_WHAT IS EXPECTED_.
Copy out each line of the data that holds the string "field".

_PROVIDED MATERIAL_.
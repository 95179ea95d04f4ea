use std::fmt;
use std::fmt::Debug;
use std::iter::FusedIterator;
use std::sync::Arc;
use std::vec;

use super::cell::GridShared;
use super::Cell;
use super::Coord;
use super::Positions;

/// Cells of every stored value under a cell, see [`Cell::iter`].
///
/// The paths are collected up front in one shared-access scope; each cell
/// still reads the live tree when asked for its value.
pub struct Leaves<V> {
    shared: Arc<GridShared<V>>,
    paths: vec::IntoIter<Vec<Coord>>,
}

impl<V> Leaves<V> {
    pub(crate) fn new(
        shared: Arc<GridShared<V>>,
        paths: Vec<Vec<Coord>>,
    ) -> Self {
        Self {
            shared,
            paths: paths.into_iter(),
        }
    }
}

impl<V> Iterator for Leaves<V> {
    type Item = Cell<V>;

    fn next(&mut self) -> Option<Self::Item> {
        let path = self.paths.next()?;
        Some(Cell::located(Arc::clone(&self.shared), path))
    }

    fn size_hint(&self) -> (usize, Option<usize>) {
        self.paths.size_hint()
    }
}

impl<V> ExactSizeIterator for Leaves<V> {}
impl<V> FusedIterator for Leaves<V> {}

impl<V> Debug for Leaves<V> {
    fn fmt(
        &self,
        f: &mut fmt::Formatter<'_>,
    ) -> fmt::Result {
        f.debug_struct("Leaves").field("remaining", &self.paths.len()).finish()
    }
}

/// Child cells at the positions of a slice, see [`Cell::slice`].
pub struct SliceCells<V> {
    parent: Cell<V>,
    positions: Positions,
}

impl<V> SliceCells<V> {
    pub(crate) fn new(
        parent: Cell<V>,
        positions: Positions,
    ) -> Self {
        Self { parent, positions }
    }
}

impl<V> Iterator for SliceCells<V> {
    type Item = Cell<V>;

    fn next(&mut self) -> Option<Self::Item> {
        let key = self.positions.next()?;
        let mut path = self.parent.coordinates().to_vec();
        path.push(key);
        Some(Cell::located(Arc::clone(self.parent.shared()), path))
    }

    fn size_hint(&self) -> (usize, Option<usize>) {
        self.positions.size_hint()
    }
}

impl<V> Debug for SliceCells<V> {
    fn fmt(
        &self,
        f: &mut fmt::Formatter<'_>,
    ) -> fmt::Result {
        f.debug_struct("SliceCells")
            .field("parent", &self.parent)
            .field("positions", &self.positions)
            .finish()
    }
}

/// Cells of the hyper-cube around a center cell, see [`Cell::neighbors_with`].
///
/// Offsets run from `-distance` to `+distance` on every axis, the first axis
/// varying slowest. The center itself is part of the cube.
pub struct Neighbors<V> {
    shared: Arc<GridShared<V>>,
    center: Vec<Coord>,
    offsets: Vec<Coord>,
    distance: Coord,
    include_empty: bool,
    exhausted: bool,
}

impl<V> Neighbors<V> {
    pub(crate) fn new(
        shared: Arc<GridShared<V>>,
        center: Vec<Coord>,
        include_empty: bool,
        distance: u32,
    ) -> Self {
        let distance = Coord::from(distance);
        Self {
            shared,
            offsets: vec![-distance; center.len()],
            center,
            distance,
            include_empty,
            exhausted: false,
        }
    }

    /// Odometer step over the offsets; the last axis turns fastest.
    fn advance(&mut self) {
        for offset in self.offsets.iter_mut().rev() {
            if *offset < self.distance {
                *offset += 1;
                return;
            }
            *offset = -self.distance;
        }
        self.exhausted = true;
    }
}

impl<V> Iterator for Neighbors<V> {
    type Item = Cell<V>;

    fn next(&mut self) -> Option<Self::Item> {
        while !self.exhausted {
            let path = self
                .center
                .iter()
                .zip(&self.offsets)
                .map(|(coord, offset)| coord.saturating_add(*offset))
                .collect();
            self.advance();

            let cell = Cell::located(Arc::clone(&self.shared), path);
            if self.include_empty || cell.has_value() {
                return Some(cell);
            }
        }
        None
    }
}

impl<V> FusedIterator for Neighbors<V> {}

impl<V> Debug for Neighbors<V> {
    fn fmt(
        &self,
        f: &mut fmt::Formatter<'_>,
    ) -> fmt::Result {
        f.debug_struct("Neighbors")
            .field("center", &self.center)
            .field("distance", &self.distance)
            .field("include_empty", &self.include_empty)
            .finish_non_exhaustive()
    }
}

_EXERCISE ANSWER_.
        f.debug_struct("Leaves").field("remaining", &self.paths.len()).finish()
            .field("parent", &self.parent)
            .field("positions", &self.positions)
            .field("center", &self.center)
            .field("distance", &self.distance)
            .field("include_empty", &self.include_empty)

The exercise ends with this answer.